A história da Fórmula 1 é repleta de narrativas de persistência e superação, onde alguns dos maiores nomes do esporte tiveram que demonstrar uma resiliência extraordinária. Muitos pilotos talentosos passaram por diferentes equipes e fases de suas carreiras até que todos os elementos — carro, pista e momento — se alinhassem para lhes conceder a glória de largar na frente. Esse olhar retrospectivo nos permite apreciar a dedicação e o esforço necessários para alcançar um marco tão significativo no automobilismo de elite, destacando que o caminho para o sucesso raramente é direto.

Crédito: Formula1.com

Mika Hakkinen iniciou sua trajetória na Fórmula 1 passando suas duas primeiras temporadas com a equipe Lotus, que enfrentava sérias dificuldades financeiras e de desempenho. Em 1993, ele se juntou à McLaren inicialmente como piloto reserva, mas sua chance de competir surgiu nas etapas finais do campeonato, após a saída de Michael Andretti da equipe.

O finlandês imediatamente chamou a atenção por sua velocidade impressionante, demonstrando um talento inegável. Contudo, sua ascensão ao cockpit principal coincidiu com um período de estagnação para a McLaren, que lutava para competir pelas primeiras posições e não conseguia disputar os títulos gerais.
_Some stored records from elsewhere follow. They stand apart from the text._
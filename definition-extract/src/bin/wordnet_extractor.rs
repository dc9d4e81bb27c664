//! Extracts definitions from the WordNet 3.x database files.

use std::path::Path;

use anyhow::Context;
use definition_extract::{init_logging, print_summary};
use dictionary::wordnet::{self, WordNetDatabase};

/// Directory holding `data.adj`, `data.adv`, `data.noun` and `data.verb`.
const WORDNET_DIR: &str = "wordnet";
const OUTPUT_PATH: &str = "wordnet_definitions.json";
// Covers all of WordNet 3.0; the importer upserts duplicates.
const LIMIT: usize = 117_000;

fn main() -> anyhow::Result<()> {
    init_logging();

    let database = WordNetDatabase::open(Path::new(WORDNET_DIR))
        .with_context(|| format!("Failed to load WordNet from {WORDNET_DIR}"))?;
    let output = Path::new(OUTPUT_PATH);
    let report = wordnet::convert(&database, output, LIMIT)
        .with_context(|| format!("Failed to write {OUTPUT_PATH}"))?;
    print_summary(&report, output);
    Ok(())
}
//! Extracts definitions from a wiktextract JSON-lines dump.
//!
//! The English dump is published at https://kaikki.org/dictionary/English/.

use std::path::Path;

use anyhow::Context;
use definition_extract::{init_logging, print_summary};
use dictionary::wiktionary;

const INPUT_PATH: &str = "kaikki.org-dictionary-English.json";
const OUTPUT_PATH: &str = "wiktionary_definitions.json";
const LIMIT: usize = 10_000;

fn main() -> anyhow::Result<()> {
    init_logging();

    let output = Path::new(OUTPUT_PATH);
    let report = wiktionary::convert(Path::new(INPUT_PATH), output, LIMIT)
        .with_context(|| format!("Failed to extract definitions from {INPUT_PATH}"))?;
    print_summary(&report, output);
    Ok(())
}
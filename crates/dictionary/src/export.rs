use std::{
    fs::File,
    io::{BufWriter, Write},
    path::Path,
};

use tracing::debug;

use crate::{DefinitionRecord, DictionaryError};

/// Writes the records as one pretty-printed JSON array, replacing the file.
pub fn write_records(path: &Path, records: &[DefinitionRecord]) -> Result<(), DictionaryError> {
    let file = File::create(path).map_err(DictionaryError::io(path))?;
    let mut writer = BufWriter::new(file);
    serde_json::to_writer_pretty(&mut writer, records)?;
    writer.flush().map_err(DictionaryError::io(path))?;
    debug!(path = %path.display(), records = records.len(), "wrote definitions");
    Ok(())
}

#[cfg(test)]
mod tests {
    use super::*;
    use crate::{PartOfSpeech, Source};

    #[test]
    fn writes_indented_array() {
        let dir = tempfile::tempdir().unwrap();
        let path = dir.path().join("out.json");
        let record = DefinitionRecord {
            word: "naïve".to_owned(),
            phonetic: String::new(),
            part_of_speech: PartOfSpeech::Adjective,
            definition_simple: "simple".to_owned(),
            definition_medium: "simple".to_owned(),
            definition_advanced: "simple".to_owned(),
            example: String::new(),
            synonyms: vec![],
            antonyms: vec![],
            etymology: Some(String::new()),
            source: Source::Wiktionary,
        };
        write_records(&path, &[record.clone()]).unwrap();

        let written = std::fs::read_to_string(&path).unwrap();
        assert!(written.starts_with("[\n  {\n    \"word\": \"naïve\""));
        let parsed: Vec<DefinitionRecord> = serde_json::from_str(&written).unwrap();
        assert_eq!(parsed, vec![record]);
    }

    #[test]
    fn empty_list_is_still_an_array() {
        let dir = tempfile::tempdir().unwrap();
        let path = dir.path().join("out.json");
        write_records(&path, &[]).unwrap();
        assert_eq!(std::fs::read_to_string(&path).unwrap(), "[]");
    }

    #[test]
    fn missing_directory_is_an_io_error() {
        let dir = tempfile::tempdir().unwrap();
        let path = dir.path().join("missing").join("out.json");
        let error = write_records(&path, &[]).unwrap_err();
        assert!(matches!(error, DictionaryError::Io { .. }));
    }
}
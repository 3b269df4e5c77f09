//! Exact similarity-constrained subset search.
//!
//! Enumerates every subset of an item sequence, filters by size bounds and
//! a minimum average pairwise cosine similarity, and selects the subset of
//! maximum total value. This is a knapsack variant where the capacity
//! constraint is replaced by a compatibility constraint.
//!
//! # Key Types
//!
//! - [`OptimizationEngine`]: optimum search and candidate ranking
//! - [`SearchConfig`]: size bounds and parallel partitioning
//! - [`OptimalSubset`]: best valid subset (empty when infeasible)
//! - [`RankedSubset`]: one row of the "all candidates" report
//!
//! # Determinism
//!
//! Ties on value are broken by enumeration order: the subset with the
//! lowest membership mask wins. Parallel search (feature `parallel`)
//! preserves this by merging chunk winners in mask order.

mod config;
mod engine;
mod types;

pub use config::SearchConfig;
pub use engine::OptimizationEngine;
pub use types::{OptimalSubset, RankedSubset, SizeBounds};
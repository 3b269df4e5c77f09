//! Error types shared across the crate.

use thiserror::Error;

/// Faults raised by malformed inputs to the core.
///
/// Infeasible searches are not errors: they produce an empty
/// [`OptimalSubset`](crate::search::OptimalSubset) instead.
#[derive(Error, Debug, Clone, PartialEq)]
pub enum KnapsackError {
    #[error("vector dimension mismatch: {left} vs {right}")]
    DimensionMismatch { left: usize, right: usize },

    #[error("duplicate item id: {id}")]
    DuplicateItemId { id: String },

    #[error("unknown item id: {id}")]
    UnknownItemId { id: String },

    #[error("too many items for exhaustive search: {count} (limit {limit})")]
    TooManyItems { count: usize, limit: usize },

    #[error("threshold must be finite, got {value}")]
    InvalidThreshold { value: f64 },

    #[error("session already finished")]
    SessionFinished,
}

/// Failure reported by a [`RecordSink`](crate::round::RecordSink).
#[derive(Error, Debug)]
pub enum HandoffError {
    #[error("record serialization failed: {0}")]
    Serialization(#[from] serde_json::Error),

    #[error("record transport failed: {message}")]
    Transport { message: String },
}

pub type Result<T> = std::result::Result<T, KnapsackError>;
Apesar das limitações do equipamento, Hakkinen foi um frequentador assíduo do pódio nos anos de 1994, 1995 e 1996, provando sua consistência. Em 1997, a equipe finalmente demonstrou progressos significativos e ressurgiu como uma força vitoriosa no campeonato.

Foi nesse ano de revitalização que Hakkinen, com grande expectativa, finalmente garantiu sua primeira pole position. O feito aconteceu no Grande Prêmio de Luxemburgo, realizado no famoso circuito de Nürburgring, na Alemanha, durante a antepenúltima etapa daquela temporada, um momento decisivo que pavimentou seu caminho para futuros campeonatos.

Após uma breve passagem pela equipe HRT e duas temporadas de destaque na Toro Rosso, Daniel Ricciardo deu um grande passo em sua carreira ao se unir à Red Bull em 2014, a equipe então tetracampeã mundial. No entanto, sua chegada coincidiu com a ascensão meteórica da Mercedes, que dominou a categoria sob as novas regulamentações técnicas.

Ricciardo rapidamente se estabeleceu como um incômodo para a dominante Mercedes em várias ocasiões, sendo o único piloto fora da equipe alemã a vencer corridas em 2014, demonstrando seu talento excepcional. Contudo, a posição de honra na classificação permanecia inatingível, uma tendência que se prolongou por toda a desafiadora campanha de 2015 para a Red Bull.

A Mercedes manteve seu domínio em 2016, mas no sinuoso circuito urbano de Mônaco, a Red Bull conseguiu apresentar um pacote técnico competitivo, capaz de lutar pelas primeiras posições. Ricciardo aproveitou a oportunidade e entregou uma performance espetacular no Q3, assegurando a pole position de forma memorável nas ruas do Principado.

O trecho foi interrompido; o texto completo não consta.